[Dataset entries]
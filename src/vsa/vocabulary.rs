//! Vocabulary: deterministic name → hypervector cache with reverse lookup.
//!
//! The same name always maps to the same vector for a given dimension, so two
//! sessions created with the same configuration agree on every atom.

use std::collections::hash_map::DefaultHasher;
use std::collections::{BTreeMap, HashMap};
use std::hash::{Hash, Hasher};

use rand::SeedableRng;

use super::HyperVec;
use super::ops::{SimilarityHit, VsaOps, VsaResult};

/// Derive a stable seed from a name.
///
/// The high bit is forced so name seeds never collide with the small seeds
/// used by tests and benches.
fn seed_for_name(name: &str) -> u64 {
    let mut hasher = DefaultHasher::new();
    name.hash(&mut hasher);
    hasher.finish() | (1u64 << 63)
}

/// Encode a single name into a hypervector.
pub fn encode_name(ops: &VsaOps, name: &str) -> HyperVec {
    let mut rng = rand::rngs::StdRng::seed_from_u64(seed_for_name(name));
    ops.random(&mut rng)
}

/// Name ↔ vector registry owned by a session.
///
/// Cloning produces an independent copy; checkpoints rely on this.
#[derive(Debug, Clone)]
pub struct Vocabulary {
    ops: VsaOps,
    atoms: BTreeMap<String, HyperVec>,
    reverse: HashMap<HyperVec, String>,
}

impl Vocabulary {
    pub fn new(ops: VsaOps) -> Self {
        Self {
            ops,
            atoms: BTreeMap::new(),
            reverse: HashMap::new(),
        }
    }

    /// The ops this vocabulary encodes with.
    pub fn ops(&self) -> &VsaOps {
        &self.ops
    }

    /// Get the vector for `name`, creating it on first access.
    pub fn get_or_create(&mut self, name: &str) -> HyperVec {
        if let Some(v) = self.atoms.get(name) {
            return v.clone();
        }
        let v = encode_name(&self.ops, name);
        self.atoms.insert(name.to_string(), v.clone());
        self.reverse.entry(v.clone()).or_insert_with(|| name.to_string());
        v
    }

    /// Register an explicit vector under `name` (replacing any previous one).
    pub fn insert(&mut self, name: &str, vector: HyperVec) {
        if let Some(old) = self.atoms.insert(name.to_string(), vector.clone()) {
            if self.reverse.get(&old).is_some_and(|n| n == name) {
                self.reverse.remove(&old);
            }
        }
        self.reverse.insert(vector, name.to_string());
    }

    pub fn get(&self, name: &str) -> Option<&HyperVec> {
        self.atoms.get(name)
    }

    pub fn contains(&self, name: &str) -> bool {
        self.atoms.contains_key(name)
    }

    /// Exact reverse lookup.
    pub fn name_of(&self, vector: &HyperVec) -> Option<&str> {
        self.reverse.get(vector).map(String::as_str)
    }

    /// All atom names in sorted order.
    pub fn names(&self) -> impl Iterator<Item = &str> {
        self.atoms.keys().map(String::as_str)
    }

    pub fn len(&self) -> usize {
        self.atoms.len()
    }

    pub fn is_empty(&self) -> bool {
        self.atoms.is_empty()
    }

    /// The `k` atoms most similar to `query`.
    pub fn nearest(&self, query: &HyperVec, k: usize) -> VsaResult<Vec<SimilarityHit>> {
        self.ops.top_k_similar(
            query,
            self.atoms.iter().map(|(n, v)| (n.as_str(), v)),
            k,
        )
    }
}
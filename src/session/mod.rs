//! Session facade: the public surface for learning, querying and proving.
//!
//! A [`Session`] owns one [`KbState`] and the theory source it was built
//! from. `learn` is all-or-nothing per call: the program runs against a
//! [`Checkpoint`] and any failure restores it. `query` and `prove` never
//! mutate the knowledge base; only validation errors escape them, every
//! other failure is reported as data.

pub mod checkpoint;
pub mod query;
pub mod validate;

use miette::Diagnostic;
use serde::{Deserialize, Serialize};
use tracing::info;

use crate::canonical::Canonicalizer;
use crate::config::SessionConfig;
use crate::contradiction::Contradiction;
use crate::dsl::{Statement, parse_program};
use crate::error::{KbError, KbResult, ValidationError};
use crate::exec::Executor;
use crate::exec::metadata::arg_text;
use crate::exec::state::KbState;
use crate::kb::Fact;
use crate::proof::Proof;
use crate::semantic::SemanticIndex;
use crate::semantic::theory::{DirectoryTheory, InMemoryTheory, TheorySource};
use crate::solve::SolveRecord;

pub use checkpoint::Checkpoint;
pub use query::QueryMatch;
pub use validate::Mode;

/// A failure rendered as data.
#[derive(Debug, Clone, PartialEq, Serialize, Deserialize)]
#[serde(rename_all = "camelCase")]
pub struct ErrorReport {
    /// Stable diagnostic code, e.g. `hdkb::contradiction::rejected`.
    pub code: String,
    pub message: String,
    #[serde(default, skip_serializing_if = "Option::is_none")]
    pub help: Option<String>,
    #[serde(default, skip_serializing_if = "Option::is_none")]
    pub contradiction: Option<Contradiction>,
}

impl From<&KbError> for ErrorReport {
    fn from(err: &KbError) -> Self {
        let contradiction = match err {
            KbError::Contradiction(c) => Some(c.contradiction().clone()),
            _ => None,
        };
        Self {
            code: err.code_string(),
            message: err.to_string(),
            help: err.help().map(|h| h.to_string()),
            contradiction,
        }
    }
}

#[derive(Debug, Clone, PartialEq, Serialize, Deserialize)]
#[serde(rename_all = "camelCase")]
pub struct LearnOutcome {
    pub success: bool,
    /// Net facts added by the program.
    pub facts: usize,
    pub errors: Vec<ErrorReport>,
    pub warnings: Vec<String>,
}

#[derive(Debug, Clone, PartialEq, Serialize, Deserialize)]
#[serde(rename_all = "camelCase")]
pub struct QueryOutcome {
    pub success: bool,
    pub results: Vec<QueryMatch>,
    #[serde(default, skip_serializing_if = "Option::is_none")]
    pub reason: Option<String>,
}

#[derive(Debug, Clone, PartialEq, Serialize, Deserialize)]
#[serde(rename_all = "camelCase")]
pub struct ProveOutcome {
    pub goal: String,
    #[serde(flatten)]
    pub proof: Proof,
}

impl ProveOutcome {
    pub fn valid(&self) -> bool {
        self.proof.valid
    }
}

/// One knowledge base plus the theory source it was built from.
#[derive(Debug)]
pub struct Session {
    state: KbState,
    theories: Box<dyn TheorySource>,
}

impl Session {
    /// Build a session from config. Theories come from `theory_dir` if set.
    pub fn new(config: SessionConfig) -> KbResult<Self> {
        let theories: Box<dyn TheorySource> = match &config.theory_dir {
            Some(dir) => Box::new(DirectoryTheory::new(dir, &config.theory_extension)?),
            None => Box::new(InMemoryTheory::new()),
        };
        Self::with_theory(config, theories)
    }

    /// Build a session over an explicit theory source.
    pub fn with_theory(config: SessionConfig, theories: Box<dyn TheorySource>) -> KbResult<Self> {
        config.validate()?;
        let semantic = SemanticIndex::from_source(theories.as_ref(), config.allow_semantic_fallback)?;
        info!(
            dimension = config.dimension,
            theories = theories.theory_names()?.len(),
            fallback = config.allow_semantic_fallback,
            "session created"
        );
        Ok(Self {
            state: KbState::new(config, semantic),
            theories,
        })
    }

    /// Execute a program atomically.
    pub fn learn(&mut self, text: &str) -> LearnOutcome {
        self.learn_from(text, None)
    }

    /// Like [`learn`](Self::learn), recording `file` as the facts' source.
    pub fn learn_from(&mut self, text: &str, file: Option<&str>) -> LearnOutcome {
        let warnings_before = self.state.warnings.len();
        let program = match parse_program(text, file) {
            Ok(p) => p,
            Err(e) => return self.failed(e.into(), Vec::new()),
        };
        if let Err(e) = validate::validate(&program, &self.state, Mode::Learn) {
            return self.failed(e.into(), Vec::new());
        }

        let checkpoint = Checkpoint::capture(&self.state);
        let result = Executor::new(&mut self.state, self.theories.as_ref()).execute_program(&program);
        let warnings = self.state.warnings.get(warnings_before..).unwrap_or_default().to_vec();
        match result {
            Ok(_) => {
                let facts = self.state.store.len().saturating_sub(checkpoint.fact_count());
                info!(statements = program.len(), facts, "learn committed");
                LearnOutcome {
                    success: true,
                    facts,
                    errors: Vec::new(),
                    warnings,
                }
            }
            Err(e) => {
                checkpoint.restore(&mut self.state);
                info!(statements = program.len(), error = %e, "learn rolled back");
                self.failed(e, warnings)
            }
        }
    }

    fn failed(&self, err: KbError, warnings: Vec<String>) -> LearnOutcome {
        LearnOutcome {
            success: false,
            facts: 0,
            errors: vec![ErrorReport::from(&err)],
            warnings,
        }
    }

    /// Parse and validate a single-statement program.
    fn single(&self, text: &str, mode: Mode) -> KbResult<Statement> {
        let program = parse_program(text, None)?;
        validate::validate(&program, &self.state, mode)?;
        let Some(statement) = program.statements.first() else {
            return Err(ValidationError::StatementCount { count: 0 }.into());
        };
        Ok(self.canonical_form(statement))
    }

    /// Canonical names plus the surface rewrite a stored fact would get.
    fn canonical_form(&self, statement: &Statement) -> Statement {
        let statement = Canonicalizer::new(
            self.state.store.component(),
            self.state.config.canonicalization_enabled,
        )
        .statement(statement);
        if self.state.config.enforce_canonical {
            if let Some(rewritten) = self.state.rewrites.rewrite(&statement) {
                return rewritten;
            }
        }
        statement
    }

    /// Match a pattern with `?holes`. Validation errors are returned as `Err`.
    pub fn query(&self, text: &str) -> KbResult<QueryOutcome> {
        let statement = self.single(text, Mode::Query)?;
        let results = query::run_query(&self.state, &statement);
        let reason = results.is_empty().then(|| "No matches".to_string());
        Ok(QueryOutcome {
            success: !results.is_empty(),
            results,
            reason,
        })
    }

    /// Prove a ground statement. Validation errors are returned as `Err`.
    pub fn prove(&self, text: &str) -> KbResult<ProveOutcome> {
        let statement = self.single(text, Mode::Prove)?;
        let args: Vec<String> = statement.args.iter().map(arg_text).collect();
        let proof = self
            .state
            .proof_engine()
            .prove_fact(&statement.operator, &args);
        Ok(ProveOutcome {
            goal: statement.fact_text(),
            proof,
        })
    }

    /// Execute a named theory from the session's source as theory facts.
    pub fn load_theory(&mut self, name: &str) -> LearnOutcome {
        self.learn(&format!("Load \"{name}\""))
    }

    /// Snapshot for a caller-managed transaction.
    pub fn begin_transaction(&self) -> Checkpoint {
        Checkpoint::capture(&self.state)
    }

    pub fn rollback_transaction(&mut self, checkpoint: Checkpoint) {
        let dropped = self.state.store.len().saturating_sub(checkpoint.fact_count());
        checkpoint.restore(&mut self.state);
        info!(dropped, "transaction rolled back");
    }

    pub fn facts(&self) -> &[Fact] {
        self.state.store.facts()
    }

    pub fn warnings(&self) -> &[String] {
        &self.state.warnings
    }

    pub fn config(&self) -> &SessionConfig {
        &self.state.config
    }

    pub fn semantic(&self) -> &SemanticIndex {
        &self.state.semantic
    }

    pub fn solve_record(&self, relation: &str) -> Option<&SolveRecord> {
        self.state.solves.get(relation)
    }

    /// Read-only view of the full state, for diagnostics and tests.
    pub fn state(&self) -> &KbState {
        &self.state
    }

    /// True if the live indices equal a from-scratch rebuild.
    pub fn index_is_consistent(&self) -> bool {
        self.state.store.index_is_consistent()
    }

    pub fn close(self) {
        info!(facts = self.state.store.len(), "session closed");
    }
}
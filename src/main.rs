use anyhow::{Context, Result};
use clap::{Parser, Subcommand};
use log::{info, LevelFilter};
use std::fs::OpenOptions;
use std::path::PathBuf;

use loan_book::config::DEFAULT_CONFIG_FILE;
use loan_book::main_window::HelpWindow;
use loan_book::{AddressBookStorage, Config, Logic, MainWindow, UserPrefs};

#[derive(Parser, Debug)]
#[command(name = "loan-book", version, about = "Contacts and the loans you gave them")]
struct Cli {
    #[command(subcommand)]
    command: Option<Commands>,

    /// Config file (created with defaults when missing)
    #[arg(long, value_name = "PATH", default_value = DEFAULT_CONFIG_FILE)]
    config: PathBuf,
}

#[derive(Subcommand, Debug)]
enum Commands {
    /// Run a single command without the terminal UI, e.g. `exec list`
    Exec {
        #[arg(required = true, num_args = 1.., trailing_var_arg = true, allow_hyphen_values = true)]
        words: Vec<String>,
    },
}

fn main() -> Result<()> {
    let cli = Cli::parse();

    let config = Config::load_or_init(&cli.config)?;
    init_logging(&config)?;
    info!("=============================[ Initializing Loan Book {} ]===========================", loan_book::VERSION);

    let user_prefs = UserPrefs::load_or_default(&config.user_prefs_file_path);
    let storage = AddressBookStorage::open_or_recreate(&user_prefs.address_book_file_path)?;
    let logic = Logic::from_storage(storage, user_prefs);
    let window = MainWindow::new(logic);

    let window = match cli.command {
        Some(Commands::Exec { words }) => run_exec(window, &words.join(" ")),
        None => run_ui_mode(window)?,
    };

    info!("============================ [ Stopping Loan Book ] =============================");
    window
        .logic()
        .user_prefs()
        .save(&config.user_prefs_file_path)
        .context("Failed to save preferences")?;

    Ok(())
}

fn init_logging(config: &Config) -> Result<()> {
    let log_file = OpenOptions::new()
        .create(true)
        .append(true)
        .open(&config.log_file_path)
        .with_context(|| format!("Failed to open log file {}", config.log_file_path.display()))?;

    let level = config
        .log_level
        .parse::<LevelFilter>()
        .unwrap_or(LevelFilter::Info);

    // RUST_LOG, when set, overrides the configured level
    env_logger::Builder::new()
        .filter_level(level)
        .parse_default_env()
        .target(env_logger::Target::Pipe(Box::new(log_file)))
        .try_init()?;

    Ok(())
}

fn run_exec(mut window: MainWindow, command_text: &str) -> MainWindow {
    match window.execute_command(command_text) {
        Ok(result) => {
            println!("{}", window.result_display().feedback());
            if result.show_help {
                for line in HelpWindow::lines() {
                    println!("  {}", line);
                }
            }
        }
        Err(_) => {
            eprintln!("❌ {}", window.result_display().feedback());
            std::process::exit(1);
        }
    }

    window
}

#[cfg(feature = "tui")]
fn run_ui_mode(window: MainWindow) -> Result<MainWindow> {
    let mut app = loan_book::ui::App::new(window);
    loan_book::ui::run_ui(&mut app)?;

    println!("\n✅ Loan Book closed");

    Ok(app.window)
}

#[cfg(not(feature = "tui"))]
fn run_ui_mode(_window: MainWindow) -> Result<MainWindow> {
    eprintln!("❌ TUI mode not available!");
    eprintln!("   Rebuild with: cargo build --features tui");
    eprintln!("   Or run a single command: loan-book exec <command>");
    std::process::exit(1);
}

#[cfg(test)]
mod tests {
    use super::*;
    use clap::CommandFactory;

    #[test]
    fn test_cli_definition_is_valid() {
        Cli::command().debug_assert();
    }

    #[test]
    fn test_defaults_to_tui_with_default_config() {
        let cli = Cli::try_parse_from(["loan-book"]).unwrap();
        assert!(cli.command.is_none());
        assert_eq!(cli.config, PathBuf::from(DEFAULT_CONFIG_FILE));
    }

    #[test]
    fn test_exec_collects_command_words() {
        let cli = Cli::try_parse_from([
            "loan-book",
            "--config",
            "other.json",
            "exec",
            "linkloan",
            "1",
            "l/-5",
            "s/2024-01-01",
        ])
        .unwrap();

        assert_eq!(cli.config, PathBuf::from("other.json"));
        match cli.command {
            Some(Commands::Exec { words }) => {
                assert_eq!(words.join(" "), "linkloan 1 l/-5 s/2024-01-01")
            }
            other => panic!("expected exec, got {:?}", other),
        }
    }

    #[test]
    fn test_rejects_malformed_arguments() {
        assert!(Cli::try_parse_from(["loan-book", "--config"]).is_err());
        assert!(Cli::try_parse_from(["loan-book", "exec"]).is_err());
        assert!(Cli::try_parse_from(["loan-book", "--bogus"]).is_err());
        assert!(Cli::try_parse_from(["loan-book", "import"]).is_err());
    }
}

## [WHAT NEEDS TO BE DONE]
The answer should be one number, the count of lines above that contain "this".

## [TASK SOLUTION]
2